Please count the lines in these records that contain "used" and give only that count.

[Extracted data]

//! Schema definitions for the songplay star schema

/// Schema for the songplay tables
pub struct SongplaySchema;

impl SongplaySchema {
    /// Get the DDL for creating all tables (DuckDB syntax)
    #[cfg(feature = "duckdb-backend")]
    pub fn create_tables_duckdb() -> &'static str {
        r#"
-- Surrogate key for the fact table
CREATE SEQUENCE IF NOT EXISTS songplays_id_seq START 1;

-- Fact table
CREATE TABLE IF NOT EXISTS songplays (
    songplay_id BIGINT PRIMARY KEY DEFAULT nextval('songplays_id_seq'),
    start_time TIMESTAMP NOT NULL,
    user_id BIGINT NOT NULL,
    level VARCHAR,
    song_id VARCHAR,
    artist_id VARCHAR,
    session_id BIGINT,
    location VARCHAR,
    user_agent VARCHAR,
    UNIQUE (start_time, user_id, song_id)
);

-- Dimension tables
CREATE TABLE IF NOT EXISTS users (
    user_id BIGINT PRIMARY KEY,
    first_name VARCHAR,
    last_name VARCHAR,
    gender VARCHAR,
    level VARCHAR
);

CREATE TABLE IF NOT EXISTS songs (
    song_id VARCHAR PRIMARY KEY,
    title VARCHAR,
    artist_id VARCHAR,
    year INTEGER,
    duration DOUBLE
);

CREATE TABLE IF NOT EXISTS artists (
    artist_id VARCHAR PRIMARY KEY,
    name VARCHAR,
    location VARCHAR,
    latitude DOUBLE,
    longitude DOUBLE
);

CREATE TABLE IF NOT EXISTS "time" (
    start_time TIMESTAMP PRIMARY KEY,
    hour INTEGER,
    day INTEGER,
    week INTEGER,
    month INTEGER,
    year INTEGER,
    weekday INTEGER
);

-- Lookup index for the song/artist resolver
CREATE INDEX IF NOT EXISTS idx_songs_title ON songs(title);
"#
    }

    /// Get the DDL for dropping all tables (DuckDB syntax)
    #[cfg(feature = "duckdb-backend")]
    pub fn drop_tables_duckdb() -> &'static str {
        r#"
DROP TABLE IF EXISTS songplays;
DROP TABLE IF EXISTS users;
DROP TABLE IF EXISTS songs;
DROP TABLE IF EXISTS artists;
DROP TABLE IF EXISTS "time";
DROP SEQUENCE IF EXISTS songplays_id_seq;
"#
    }

    /// Get the DDL for creating all tables (PostgreSQL syntax)
    #[cfg(feature = "postgres-backend")]
    pub fn create_tables_postgres() -> &'static str {
        r#"
-- Fact table
CREATE TABLE IF NOT EXISTS songplays (
    songplay_id BIGSERIAL PRIMARY KEY,
    start_time TIMESTAMP NOT NULL,
    user_id BIGINT NOT NULL,
    level VARCHAR,
    song_id VARCHAR,
    artist_id VARCHAR,
    session_id BIGINT,
    location VARCHAR,
    user_agent VARCHAR,
    UNIQUE (start_time, user_id, song_id)
);

-- Dimension tables
CREATE TABLE IF NOT EXISTS users (
    user_id BIGINT PRIMARY KEY,
    first_name VARCHAR,
    last_name VARCHAR,
    gender VARCHAR,
    level VARCHAR
);

CREATE TABLE IF NOT EXISTS songs (
    song_id VARCHAR PRIMARY KEY,
    title VARCHAR,
    artist_id VARCHAR,
    year INTEGER,
    duration DOUBLE PRECISION
);

CREATE TABLE IF NOT EXISTS artists (
    artist_id VARCHAR PRIMARY KEY,
    name VARCHAR,
    location VARCHAR,
    latitude DOUBLE PRECISION,
    longitude DOUBLE PRECISION
);

CREATE TABLE IF NOT EXISTS "time" (
    start_time TIMESTAMP PRIMARY KEY,
    hour INTEGER,
    day INTEGER,
    week INTEGER,
    month INTEGER,
    year INTEGER,
    weekday INTEGER
);

-- Lookup index for the song/artist resolver
CREATE INDEX IF NOT EXISTS idx_songs_title ON songs(title);
"#
    }

    /// Get the DDL for dropping all tables (PostgreSQL syntax)
    #[cfg(feature = "postgres-backend")]
    pub fn drop_tables_postgres() -> &'static str {
        r#"
DROP TABLE IF EXISTS songplays;
DROP TABLE IF EXISTS users;
DROP TABLE IF EXISTS songs;
DROP TABLE IF EXISTS artists;
DROP TABLE IF EXISTS "time";
"#
    }
}

/// Build the `VALUES` list of a multi-row insert
///
/// `row` renders one parenthesised tuple given the 1-based index of its first
/// parameter; parameters are numbered consecutively, `columns` per row.
pub fn values_list<F>(rows: usize, columns: usize, row: F) -> String
where
    F: Fn(usize) -> String,
{
    (0..rows)
        .map(|i| row(i * columns + 1))
        .collect::<Vec<_>>()
        .join(", ")
}

#[cfg(test)]
mod tests {
    use super::*;

    #[test]
    fn test_values_list_numbers_parameters() {
        let sql = values_list(2, 3, |p| format!("(${}, ${}, ${})", p, p + 1, p + 2));
        assert_eq!(sql, "($1, $2, $3), ($4, $5, $6)");
    }

    #[cfg(feature = "duckdb-backend")]
    #[test]
    fn test_duckdb_schema_contains_tables() {
        let ddl = SongplaySchema::create_tables_duckdb();
        for table in ["songplays", "users", "songs", "artists"] {
            assert!(ddl.contains(&format!("CREATE TABLE IF NOT EXISTS {table}")));
        }
        assert!(ddl.contains(r#"CREATE TABLE IF NOT EXISTS "time""#));
        assert!(ddl.contains("UNIQUE (start_time, user_id, song_id)"));
    }
}
//! Error types for Bayesian Blocks segmentation
//!
//! Provides a unified error type for all blocks-* crates.

use thiserror::Error;

/// Core error type for segmentation operations
#[derive(Error, Debug)]
pub enum Error {
    /// Positions and weights have different lengths
    #[error("Length mismatch: {positions} positions but {weights} weights")]
    LengthMismatch { positions: usize, weights: usize },

    /// No samples were supplied
    #[error("Empty input: at least one sample is required")]
    EmptyInput,

    /// A weight is zero, negative or NaN
    #[error("Invalid weight {value} at index {index}: weights must be strictly positive")]
    InvalidWeight { index: usize, value: f64 },

    /// A repeated position reached the weighted entry point
    #[error("Duplicate position {value}: weighted samples require distinct positions")]
    DuplicatePosition { value: f64 },

    /// A position is NaN or infinite
    #[error("Non-finite position at index {index}")]
    NonFinitePosition { index: usize },

    /// Invalid parameter provided to a function
    #[error("Invalid parameter: {0}")]
    InvalidParameter(String),

    /// Invalid input data that is not a sample (edges, histogram layout)
    #[error("Invalid input: {0}")]
    InvalidInput(String),

    /// Internal numeric invariant violated; indicates a validation gap
    #[error("Invariant violated: {0}")]
    Invariant(String),

    /// Other errors
    #[error("Other error: {0}")]
    Other(#[from] anyhow::Error),
}

/// Result type alias using our Error type
pub type Result<T> = std::result::Result<T, Error>;

// Helper functions for common error patterns

impl Error {
    /// Create an error for mismatched position/weight lengths
    pub fn size_mismatch(positions: usize, weights: usize) -> Self {
        Self::LengthMismatch { positions, weights }
    }

    /// Create an error for an out-of-range false-positive rate
    pub fn invalid_false_positive_rate(p0: f64) -> Self {
        Self::InvalidParameter(format!(
            "false positive rate {p0} must be finite and strictly positive"
        ))
    }

    /// Create an invariant error for NaN/Inf values produced by a computation
    pub fn non_finite(context: &str) -> Self {
        Self::Invariant(format!("{context} produced NaN or infinite values"))
    }

    /// Whether this error was raised by input validation (as opposed to an
    /// internal failure)
    pub fn is_validation(&self) -> bool {
        matches!(
            self,
            Self::LengthMismatch { .. }
                | Self::EmptyInput
                | Self::InvalidWeight { .. }
                | Self::DuplicatePosition { .. }
                | Self::NonFinitePosition { .. }
        )
    }
}

#[cfg(test)]
mod tests {
    use super::*;

    #[test]
    fn test_error_display() {
        let err = Error::LengthMismatch { positions: 3, weights: 2 };
        assert_eq!(err.to_string(), "Length mismatch: 3 positions but 2 weights");

        let err = Error::EmptyInput;
        assert_eq!(err.to_string(), "Empty input: at least one sample is required");

        let err = Error::InvalidWeight { index: 1, value: 0.0 };
        assert_eq!(
            err.to_string(),
            "Invalid weight 0 at index 1: weights must be strictly positive"
        );

        let err = Error::DuplicatePosition { value: 1.5 };
        assert_eq!(
            err.to_string(),
            "Duplicate position 1.5: weighted samples require distinct positions"
        );

        let err = Error::NonFinitePosition { index: 4 };
        assert_eq!(err.to_string(), "Non-finite position at index 4");
    }

    #[test]
    fn test_error_helper_functions() {
        match Error::size_mismatch(10, 7) {
            Error::LengthMismatch { positions, weights } => {
                assert_eq!(positions, 10);
                assert_eq!(weights, 7);
            }
            other => panic!("Wrong error type: {other:?}"),
        }

        let err = Error::invalid_false_positive_rate(-0.5);
        assert_eq!(
            err.to_string(),
            "Invalid parameter: false positive rate -0.5 must be finite and strictly positive"
        );

        let err = Error::non_finite("block fitness");
        assert_eq!(
            err.to_string(),
            "Invariant violated: block fitness produced NaN or infinite values"
        );
    }

    #[test]
    fn test_validation_classification() {
        assert!(Error::EmptyInput.is_validation());
        assert!(Error::DuplicatePosition { value: 0.0 }.is_validation());
        assert!(!Error::Invariant("x".to_string()).is_validation());
        assert!(!Error::InvalidParameter("p0".to_string()).is_validation());
    }

    #[test]
    fn test_error_from_anyhow() {
        let err: Error = anyhow::anyhow!("custom error message").into();
        match err {
            Error::Other(_) => assert!(err.to_string().contains("custom error message")),
            _ => panic!("Wrong error type"),
        }
    }
}
//! Execution strategy for the per-prefix candidate search
//!
//! The outer loop of the segmentation recursion is inherently sequential. The
//! inner search over candidate block starts is a pure reduction and may be
//! evaluated in parallel when the `parallel` feature is enabled. Whatever the
//! strategy, the maximum is always selected by a sequential scan so results
//! are identical bit for bit.

use serde::{Deserialize, Serialize};

/// Minimum number of candidates before [`ExecutionStrategy::Auto`] goes parallel
pub const AUTO_PARALLEL_THRESHOLD: usize = 4096;

/// Execution strategy for candidate scoring
#[derive(Clone, Copy, Debug, Default, PartialEq, Eq, Serialize, Deserialize)]
#[serde(rename_all = "snake_case")]
pub enum ExecutionStrategy {
    /// Score candidates sequentially
    #[default]
    Sequential,
    /// Score candidates in parallel (falls back to sequential without the
    /// `parallel` feature)
    Parallel,
    /// Go parallel once a prefix has enough candidates
    Auto,
}

impl ExecutionStrategy {
    /// Whether scoring `candidates` start positions should run in parallel
    pub fn use_parallel(&self, candidates: usize) -> bool {
        if !parallel_available() {
            return false;
        }
        match self {
            Self::Sequential => false,
            Self::Parallel => candidates > 1,
            Self::Auto => candidates >= AUTO_PARALLEL_THRESHOLD,
        }
    }
}

/// Whether the crate was built with parallel support
pub fn parallel_available() -> bool {
    cfg!(feature = "parallel")
}

/// Number of worker threads available to parallel scoring
pub fn num_threads() -> usize {
    #[cfg(feature = "parallel")]
    {
        rayon::current_num_threads()
    }
    #[cfg(not(feature = "parallel"))]
    {
        1
    }
}

#[cfg(test)]
mod tests {
    use super::*;

    #[test]
    fn test_sequential_never_parallel() {
        assert!(!ExecutionStrategy::Sequential.use_parallel(1_000_000));
        assert!(!ExecutionStrategy::default().use_parallel(1_000_000));
    }

    #[test]
    fn test_auto_threshold() {
        assert!(!ExecutionStrategy::Auto.use_parallel(AUTO_PARALLEL_THRESHOLD - 1));
        assert_eq!(
            ExecutionStrategy::Auto.use_parallel(AUTO_PARALLEL_THRESHOLD),
            parallel_available()
        );
    }

    #[test]
    fn test_thread_count() {
        assert!(num_threads() >= 1);
        if !parallel_available() {
            assert_eq!(num_threads(), 1);
        }
    }
}
//! Workspace-level checks through the re-exporting facade

use anyhow::Result;
use bayesian_blocks::blocks_histogram::BayesianBlocksBuilder;
use bayesian_blocks::{
    rebin, segment, BayesianBlocks, BlockSegmenter, BlocksParameters, Error, HistogramBuilder,
    NonIntegerContents, DEFAULT_FALSE_POSITIVE_RATE,
};
use rand::SeedableRng;
use rand_chacha::ChaCha8Rng;
use rand_distr::{Distribution, Normal};

fn init_tracing() {
    let _ = tracing_subscriber::fmt()
        .with_env_filter(tracing_subscriber::EnvFilter::new("debug"))
        .with_test_writer()
        .try_init();
}

#[test]
fn test_histogram_edges_match_segmentation() -> Result<()> {
    init_tracing();
    let mut rng = ChaCha8Rng::seed_from_u64(9);
    let normal = Normal::new(0.0, 1.0)?;
    let data: Vec<f64> = (0..500).map(|_| normal.sample(&mut rng)).collect();

    let edges = segment(&data, DEFAULT_FALSE_POSITIVE_RATE)?;
    let hist = BayesianBlocksBuilder::default().build(&data)?;
    tracing::info!(%hist, "built");

    assert_eq!(hist.edges(), edges);
    assert_eq!(hist.total_content(), data.len() as f64);
    Ok(())
}

#[test]
fn test_rebin_of_adaptive_histogram_is_stable() -> Result<()> {
    init_tracing();
    let data: Vec<f64> = (0..40).map(|i| (i / 4) as f64).collect();
    let hist = BayesianBlocksBuilder::default().build(&data)?;
    let again = rebin(&hist, &BlocksParameters::default(), NonIntegerContents::Reject)?;
    assert_eq!(again.total_content(), hist.total_content());
    Ok(())
}

#[test]
fn test_errors_surface_through_facade() {
    let err = BayesianBlocks::default()
        .segment_weighted(&[1.0, 2.0, 3.0], &[1.0, 2.0])
        .unwrap_err();
    assert!(err.is_validation());
    assert_eq!(
        err.to_string(),
        Error::size_mismatch(3, 2).to_string()
    );
}
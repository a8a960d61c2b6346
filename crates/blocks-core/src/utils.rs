//! Utility functions for working with data slices

/// Cumulative sums with a leading zero
///
/// The returned vector has `data.len() + 1` entries so that the sum of
/// `data[r..=k]` is `cum[k + 1] - cum[r]`. Summation runs strictly left to
/// right, which keeps range sums reproducible between calls.
///
/// # Examples
///
/// ```rust
/// use blocks_core::utils::prefix_sums;
///
/// let cum = prefix_sums(&[1.0, 2.0, 3.0]);
/// assert_eq!(cum, vec![0.0, 1.0, 3.0, 6.0]);
/// assert_eq!(cum[3] - cum[1], 5.0);
/// ```
pub fn prefix_sums(data: &[f64]) -> Vec<f64> {
    let mut cum = Vec::with_capacity(data.len() + 1);
    let mut acc = 0.0;
    cum.push(acc);
    for &x in data {
        acc += x;
        cum.push(acc);
    }
    cum
}

/// Check that a slice is strictly increasing
///
/// Empty and single-element slices are trivially increasing. NaN never
/// compares greater, so any NaN makes the check fail.
///
/// # Examples
///
/// ```rust
/// use blocks_core::utils::is_strictly_increasing;
///
/// assert!(is_strictly_increasing(&[0.0, 0.5, 2.0]));
/// assert!(!is_strictly_increasing(&[0.0, 0.0, 2.0]));
/// ```
pub fn is_strictly_increasing(data: &[f64]) -> bool {
    data.windows(2).all(|w| w[1] > w[0])
}

/// Position of the first maximum in a slice
///
/// Scans left to right and only replaces the running maximum on a strictly
/// greater value, so the smallest index wins ties. Returns `None` for an
/// empty slice. NaN entries are never selected unless the slice starts with one.
///
/// # Examples
///
/// ```rust
/// use blocks_core::utils::first_argmax;
///
/// assert_eq!(first_argmax(&[1.0, 3.0, 3.0, 2.0]), Some((1, 3.0)));
/// assert_eq!(first_argmax(&[]), None);
/// ```
pub fn first_argmax(data: &[f64]) -> Option<(usize, f64)> {
    let (&first, rest) = data.split_first()?;
    let mut best = (0, first);
    for (i, &x) in rest.iter().enumerate() {
        if x > best.1 {
            best = (i + 1, x);
        }
    }
    Some(best)
}
//! Exact Bayesian Blocks segmentation
//!
//! Finds the optimal partition of a set of weighted event positions into
//! contiguous blocks of constant rate. The fitness of a block is the Cash
//! statistic of its weight and width; each additional block is penalized by
//! a prior calibrated from a false positive rate.
//!
//! # Pipeline
//!
//! 1. [`WeightedSample`](blocks_core::WeightedSample): validated, sorted, unique
//!    positions with positive weights
//! 2. [`CellEdges`]: Voronoi cell boundaries between consecutive positions
//! 3. [`CashKernel`]: block fitness with a calibrated change point prior
//! 4. [`optimal_partition`]: the O(N²) recursion producing `best` and `last`
//! 5. [`block_starts`]: backtracking from the last cell
//!
//! # Usage
//!
//! ```rust
//! use blocks_changepoint::{segment, segment_weighted};
//!
//! // Four evenly spaced events form a single block
//! let edges = segment_weighted(&[0.0, 1.0, 2.0, 3.0], &[1.0; 4], 0.01).unwrap();
//! assert_eq!(edges, vec![0.0, 3.0]);
//!
//! // Repeated positions are folded into counts
//! let edges = segment(&[5.0, 1.0, 1.0, 3.0], 0.01).unwrap();
//! assert_eq!(edges.first(), Some(&1.0));
//! assert_eq!(edges.last(), Some(&5.0));
//! ```
//!
//! For progress reporting, timings or the full dynamic programming tables use
//! [`BayesianBlocks`] directly.

pub mod backtrack;
pub mod bayesian_blocks;
pub mod edges;
pub mod kernel;
pub mod observer;
pub mod segmenter;
pub mod traits;
pub mod types;

pub use backtrack::{block_starts, block_weights};
pub use bayesian_blocks::{BayesianBlocks, BlocksParameters, DEFAULT_FALSE_POSITIVE_RATE};
pub use edges::CellEdges;
pub use kernel::{cash, ncp_prior, CashKernel};
pub use observer::{NullObserver, SegmentationObserver, TracingObserver};
pub use segmenter::{optimal_partition, PartitionTables};
pub use traits::{BlockSegmenter, ChangePointDetectorProperties, ConfigurableDetector};
pub use types::{Block, BlocksResult, Phase, PhaseTimings};

use blocks_core::Result;

/// Block edges for positions with explicit weights
///
/// Positions must be distinct and finite, weights strictly positive. The
/// result starts at the smallest and ends at the largest position.
pub fn segment_weighted(positions: &[f64], weights: &[f64], false_positive_rate: f64) -> Result<Vec<f64>> {
    BayesianBlocks::new(false_positive_rate)
        .segment_weighted(positions, weights)
        .map(BlocksResult::into_edges)
}

/// Block edges for bare positions, counting repeated values
pub fn segment(positions: &[f64], false_positive_rate: f64) -> Result<Vec<f64>> {
    BayesianBlocks::new(false_positive_rate)
        .segment_positions(positions)
        .map(BlocksResult::into_edges)
}
//! Types used for Bayesian Blocks segmentation results

use std::fmt;
use std::time::Duration;

/// Phases of a segmentation run, in execution order
#[derive(Debug, Clone, Copy, PartialEq, Eq, Hash)]
pub enum Phase {
    /// Edge construction, prefix sums and prior calibration
    Init,
    /// The O(N²) dynamic program
    Recursion,
    /// Backtracking and edge selection
    Backtrack,
}

impl fmt::Display for Phase {
    fn fmt(&self, f: &mut fmt::Formatter<'_>) -> fmt::Result {
        match self {
            Phase::Init => write!(f, "init"),
            Phase::Recursion => write!(f, "recursion"),
            Phase::Backtrack => write!(f, "backtrack"),
        }
    }
}

/// Wall-clock time spent in each phase
#[derive(Debug, Clone, Copy, Default, PartialEq, Eq)]
pub struct PhaseTimings {
    pub init: Duration,
    pub recursion: Duration,
    pub backtrack: Duration,
}

impl PhaseTimings {
    /// Record the duration of one phase
    pub fn record(&mut self, phase: Phase, elapsed: Duration) {
        match phase {
            Phase::Init => self.init = elapsed,
            Phase::Recursion => self.recursion = elapsed,
            Phase::Backtrack => self.backtrack = elapsed,
        }
    }

    /// Sum of all phases
    pub fn total(&self) -> Duration {
        self.init + self.recursion + self.backtrack
    }
}

impl fmt::Display for PhaseTimings {
    fn fmt(&self, f: &mut fmt::Formatter<'_>) -> fmt::Result {
        write!(
            f,
            "init: {:?}, recursion: {:?}, backtrack: {:?}",
            self.init, self.recursion, self.backtrack
        )
    }
}

/// One block of the optimal partition
#[derive(Debug, Clone, PartialEq)]
pub struct Block {
    /// Left edge of the block
    pub left: f64,
    /// Right edge of the block
    pub right: f64,
    /// Total weight of the cells in this block
    pub weight: f64,
    /// Index of the first cell
    pub first_cell: usize,
    /// Number of cells merged into this block
    pub cells: usize,
}

impl Block {
    /// Width of the block
    pub fn width(&self) -> f64 {
        self.right - self.left
    }
}

impl fmt::Display for Block {
    fn fmt(&self, f: &mut fmt::Formatter<'_>) -> fmt::Result {
        write!(
            f,
            "[{:.3}, {:.3}): weight={}, cells={}",
            self.left, self.right, self.weight, self.cells
        )
    }
}

/// Result of a Bayesian Blocks segmentation
#[derive(Debug, Clone)]
pub struct BlocksResult {
    edges: Vec<f64>,
    block_starts: Vec<usize>,
    block_weights: Vec<f64>,
    best: Vec<f64>,
    last: Vec<usize>,
    ncp_prior: f64,
    sample_size: usize,
    timings: Option<PhaseTimings>,
}

impl BlocksResult {
    /// Assemble a result; `block_starts` and `edges` must have equal length
    /// and `block_weights` one entry less.
    pub(crate) fn new(
        edges: Vec<f64>,
        block_starts: Vec<usize>,
        block_weights: Vec<f64>,
        best: Vec<f64>,
        last: Vec<usize>,
        ncp_prior: f64,
        sample_size: usize,
    ) -> Self {
        Self {
            edges,
            block_starts,
            block_weights,
            best,
            last,
            ncp_prior,
            sample_size,
            timings: None,
        }
    }

    pub(crate) fn with_timings(mut self, timings: PhaseTimings) -> Self {
        self.timings = Some(timings);
        self
    }

    /// Block edges, always starting at the smallest and ending at the largest
    /// position
    pub fn edges(&self) -> &[f64] {
        &self.edges
    }

    /// Consume the result and keep only the edges
    pub fn into_edges(self) -> Vec<f64> {
        self.edges
    }

    /// Cell index at which each edge sits (`0` first, number of cells last)
    pub fn block_starts(&self) -> &[usize] {
        &self.block_starts
    }

    /// Number of blocks
    pub fn block_count(&self) -> usize {
        self.edges.len() - 1
    }

    /// Number of internal change points
    pub fn change_point_count(&self) -> usize {
        self.block_count() - 1
    }

    /// Optimal fitness of every prefix of cells
    ///
    /// Empty for a single-cell sample, where no recursion is run.
    pub fn best(&self) -> &[f64] {
        &self.best
    }

    /// First cell of the final block in each prefix optimum
    ///
    /// Empty for a single-cell sample.
    pub fn last(&self) -> &[usize] {
        &self.last
    }

    /// Fitness of the optimal partition of the whole sample
    pub fn fitness(&self) -> Option<f64> {
        self.best.last().copied()
    }

    /// The change point prior used
    pub fn ncp_prior(&self) -> f64 {
        self.ncp_prior
    }

    /// Number of unique positions (cells) that were segmented
    pub fn sample_size(&self) -> usize {
        self.sample_size
    }

    /// Phase timings, when collection was enabled
    pub fn timings(&self) -> Option<&PhaseTimings> {
        self.timings.as_ref()
    }

    /// The blocks of the optimal partition, left to right
    pub fn blocks(&self) -> impl Iterator<Item = Block> + '_ {
        (0..self.block_count()).map(move |i| Block {
            left: self.edges[i],
            right: self.edges[i + 1],
            weight: self.block_weights[i],
            first_cell: self.block_starts[i],
            cells: self.block_starts[i + 1] - self.block_starts[i],
        })
    }
}

impl fmt::Display for BlocksResult {
    fn fmt(&self, f: &mut fmt::Formatter<'_>) -> fmt::Result {
        write!(
            f,
            "BayesianBlocks({} blocks over {} cells, ncp_prior={:.4})",
            self.block_count(),
            self.sample_size,
            self.ncp_prior
        )
    }
}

[/Extracted data]

*Task output*
2